* _Exercise aim_
Take every line from the listing below that includes "still" and copy it.

* _Records shown_

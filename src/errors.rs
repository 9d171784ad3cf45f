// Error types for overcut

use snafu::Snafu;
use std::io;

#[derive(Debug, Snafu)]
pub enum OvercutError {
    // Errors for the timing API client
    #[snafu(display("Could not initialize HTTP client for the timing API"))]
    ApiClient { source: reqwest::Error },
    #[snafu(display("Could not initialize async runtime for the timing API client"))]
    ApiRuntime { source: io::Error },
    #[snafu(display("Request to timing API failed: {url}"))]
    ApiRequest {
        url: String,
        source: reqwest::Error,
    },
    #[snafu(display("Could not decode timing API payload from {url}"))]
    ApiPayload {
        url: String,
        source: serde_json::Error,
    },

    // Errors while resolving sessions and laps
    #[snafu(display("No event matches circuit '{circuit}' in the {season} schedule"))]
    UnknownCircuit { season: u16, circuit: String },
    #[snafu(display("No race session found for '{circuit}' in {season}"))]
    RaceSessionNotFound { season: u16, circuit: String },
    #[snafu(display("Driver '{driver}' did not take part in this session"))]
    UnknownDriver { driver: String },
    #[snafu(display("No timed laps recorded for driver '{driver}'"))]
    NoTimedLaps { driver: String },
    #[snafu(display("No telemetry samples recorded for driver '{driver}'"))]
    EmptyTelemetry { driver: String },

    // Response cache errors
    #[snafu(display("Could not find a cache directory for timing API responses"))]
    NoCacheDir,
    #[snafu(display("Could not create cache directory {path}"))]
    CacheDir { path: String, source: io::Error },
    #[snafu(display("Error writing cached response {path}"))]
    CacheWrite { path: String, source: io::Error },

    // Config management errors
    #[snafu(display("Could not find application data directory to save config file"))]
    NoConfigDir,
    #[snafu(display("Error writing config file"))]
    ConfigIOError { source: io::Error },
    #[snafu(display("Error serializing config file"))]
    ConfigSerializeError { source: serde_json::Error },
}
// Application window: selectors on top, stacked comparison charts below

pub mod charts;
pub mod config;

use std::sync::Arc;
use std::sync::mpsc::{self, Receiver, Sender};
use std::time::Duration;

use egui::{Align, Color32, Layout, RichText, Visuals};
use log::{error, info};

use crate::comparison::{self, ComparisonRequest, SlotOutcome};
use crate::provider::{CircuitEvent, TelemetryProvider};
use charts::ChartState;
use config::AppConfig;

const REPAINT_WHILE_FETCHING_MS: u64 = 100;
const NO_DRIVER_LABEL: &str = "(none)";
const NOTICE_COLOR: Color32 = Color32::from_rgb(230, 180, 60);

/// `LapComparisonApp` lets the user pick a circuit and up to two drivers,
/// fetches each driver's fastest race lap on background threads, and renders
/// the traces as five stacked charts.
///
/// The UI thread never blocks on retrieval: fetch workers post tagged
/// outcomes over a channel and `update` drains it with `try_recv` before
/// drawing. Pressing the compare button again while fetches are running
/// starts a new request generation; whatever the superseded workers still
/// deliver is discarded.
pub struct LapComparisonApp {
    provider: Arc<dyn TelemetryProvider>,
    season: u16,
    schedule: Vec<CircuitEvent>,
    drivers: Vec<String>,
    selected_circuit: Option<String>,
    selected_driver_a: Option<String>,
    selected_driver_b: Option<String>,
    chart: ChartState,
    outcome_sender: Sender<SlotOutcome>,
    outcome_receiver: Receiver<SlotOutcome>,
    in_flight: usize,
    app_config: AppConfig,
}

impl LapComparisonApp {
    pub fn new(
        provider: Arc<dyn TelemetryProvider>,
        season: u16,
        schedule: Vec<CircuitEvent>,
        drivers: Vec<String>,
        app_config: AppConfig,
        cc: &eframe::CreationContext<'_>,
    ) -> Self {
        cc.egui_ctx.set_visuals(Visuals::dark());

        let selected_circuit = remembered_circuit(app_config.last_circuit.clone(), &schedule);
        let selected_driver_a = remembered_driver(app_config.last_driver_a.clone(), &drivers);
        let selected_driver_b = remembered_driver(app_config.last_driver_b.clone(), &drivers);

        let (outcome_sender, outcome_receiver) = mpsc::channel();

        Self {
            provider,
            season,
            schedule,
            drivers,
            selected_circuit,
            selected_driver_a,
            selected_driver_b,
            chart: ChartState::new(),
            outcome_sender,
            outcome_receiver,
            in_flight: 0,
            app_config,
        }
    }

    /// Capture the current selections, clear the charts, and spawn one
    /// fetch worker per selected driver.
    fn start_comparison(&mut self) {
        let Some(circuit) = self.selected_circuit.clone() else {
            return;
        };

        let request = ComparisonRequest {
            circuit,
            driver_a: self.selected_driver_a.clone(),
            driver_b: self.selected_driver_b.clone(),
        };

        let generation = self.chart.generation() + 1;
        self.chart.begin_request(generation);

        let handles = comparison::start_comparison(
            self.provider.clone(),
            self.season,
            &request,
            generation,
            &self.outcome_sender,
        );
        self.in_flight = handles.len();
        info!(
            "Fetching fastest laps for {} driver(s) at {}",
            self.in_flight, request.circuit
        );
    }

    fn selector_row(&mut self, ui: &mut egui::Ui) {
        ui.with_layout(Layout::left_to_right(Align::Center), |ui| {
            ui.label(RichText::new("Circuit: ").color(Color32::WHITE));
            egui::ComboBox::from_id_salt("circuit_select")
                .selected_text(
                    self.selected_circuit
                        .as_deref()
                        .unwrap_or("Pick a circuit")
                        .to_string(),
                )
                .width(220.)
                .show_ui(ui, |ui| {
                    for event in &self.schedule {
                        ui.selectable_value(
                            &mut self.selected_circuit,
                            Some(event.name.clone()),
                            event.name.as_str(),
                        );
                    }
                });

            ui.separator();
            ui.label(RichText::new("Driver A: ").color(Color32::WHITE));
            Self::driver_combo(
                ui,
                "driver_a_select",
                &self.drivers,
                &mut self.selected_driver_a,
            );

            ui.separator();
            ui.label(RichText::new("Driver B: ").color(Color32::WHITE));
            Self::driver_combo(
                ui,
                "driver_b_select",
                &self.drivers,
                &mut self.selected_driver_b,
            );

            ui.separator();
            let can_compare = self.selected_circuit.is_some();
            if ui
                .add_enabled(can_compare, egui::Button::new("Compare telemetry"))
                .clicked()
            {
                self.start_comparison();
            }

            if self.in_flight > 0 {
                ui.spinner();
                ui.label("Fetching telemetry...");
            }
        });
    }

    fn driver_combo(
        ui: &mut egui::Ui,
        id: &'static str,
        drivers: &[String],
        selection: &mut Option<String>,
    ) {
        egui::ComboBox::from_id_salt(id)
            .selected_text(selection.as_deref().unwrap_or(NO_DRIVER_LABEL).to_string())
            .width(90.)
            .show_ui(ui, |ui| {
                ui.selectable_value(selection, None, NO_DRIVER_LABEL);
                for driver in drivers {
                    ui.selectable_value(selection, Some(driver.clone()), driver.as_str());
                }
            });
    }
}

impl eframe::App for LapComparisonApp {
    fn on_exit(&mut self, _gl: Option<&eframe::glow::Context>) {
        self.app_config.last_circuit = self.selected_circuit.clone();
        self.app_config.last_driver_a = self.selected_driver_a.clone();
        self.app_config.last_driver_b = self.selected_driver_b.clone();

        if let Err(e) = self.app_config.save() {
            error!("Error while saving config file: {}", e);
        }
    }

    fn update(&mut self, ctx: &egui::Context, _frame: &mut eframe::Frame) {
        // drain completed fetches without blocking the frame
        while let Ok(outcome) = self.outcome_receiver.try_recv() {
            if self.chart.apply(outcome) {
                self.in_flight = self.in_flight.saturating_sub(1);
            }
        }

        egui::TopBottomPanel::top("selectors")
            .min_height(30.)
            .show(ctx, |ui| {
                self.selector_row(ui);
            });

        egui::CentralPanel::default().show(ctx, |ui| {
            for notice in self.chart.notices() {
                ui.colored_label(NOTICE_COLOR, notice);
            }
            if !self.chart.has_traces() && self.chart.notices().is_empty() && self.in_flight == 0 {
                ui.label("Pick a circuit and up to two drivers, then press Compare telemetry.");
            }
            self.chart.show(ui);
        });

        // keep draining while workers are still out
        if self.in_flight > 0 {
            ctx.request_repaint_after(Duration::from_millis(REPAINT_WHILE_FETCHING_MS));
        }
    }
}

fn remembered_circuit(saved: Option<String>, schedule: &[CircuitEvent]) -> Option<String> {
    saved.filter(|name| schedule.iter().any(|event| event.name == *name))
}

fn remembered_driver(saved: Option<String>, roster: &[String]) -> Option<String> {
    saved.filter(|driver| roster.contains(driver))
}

* _Written solution_
/// starts a new request generation; whatever the superseded workers still
        // keep draining while workers are still out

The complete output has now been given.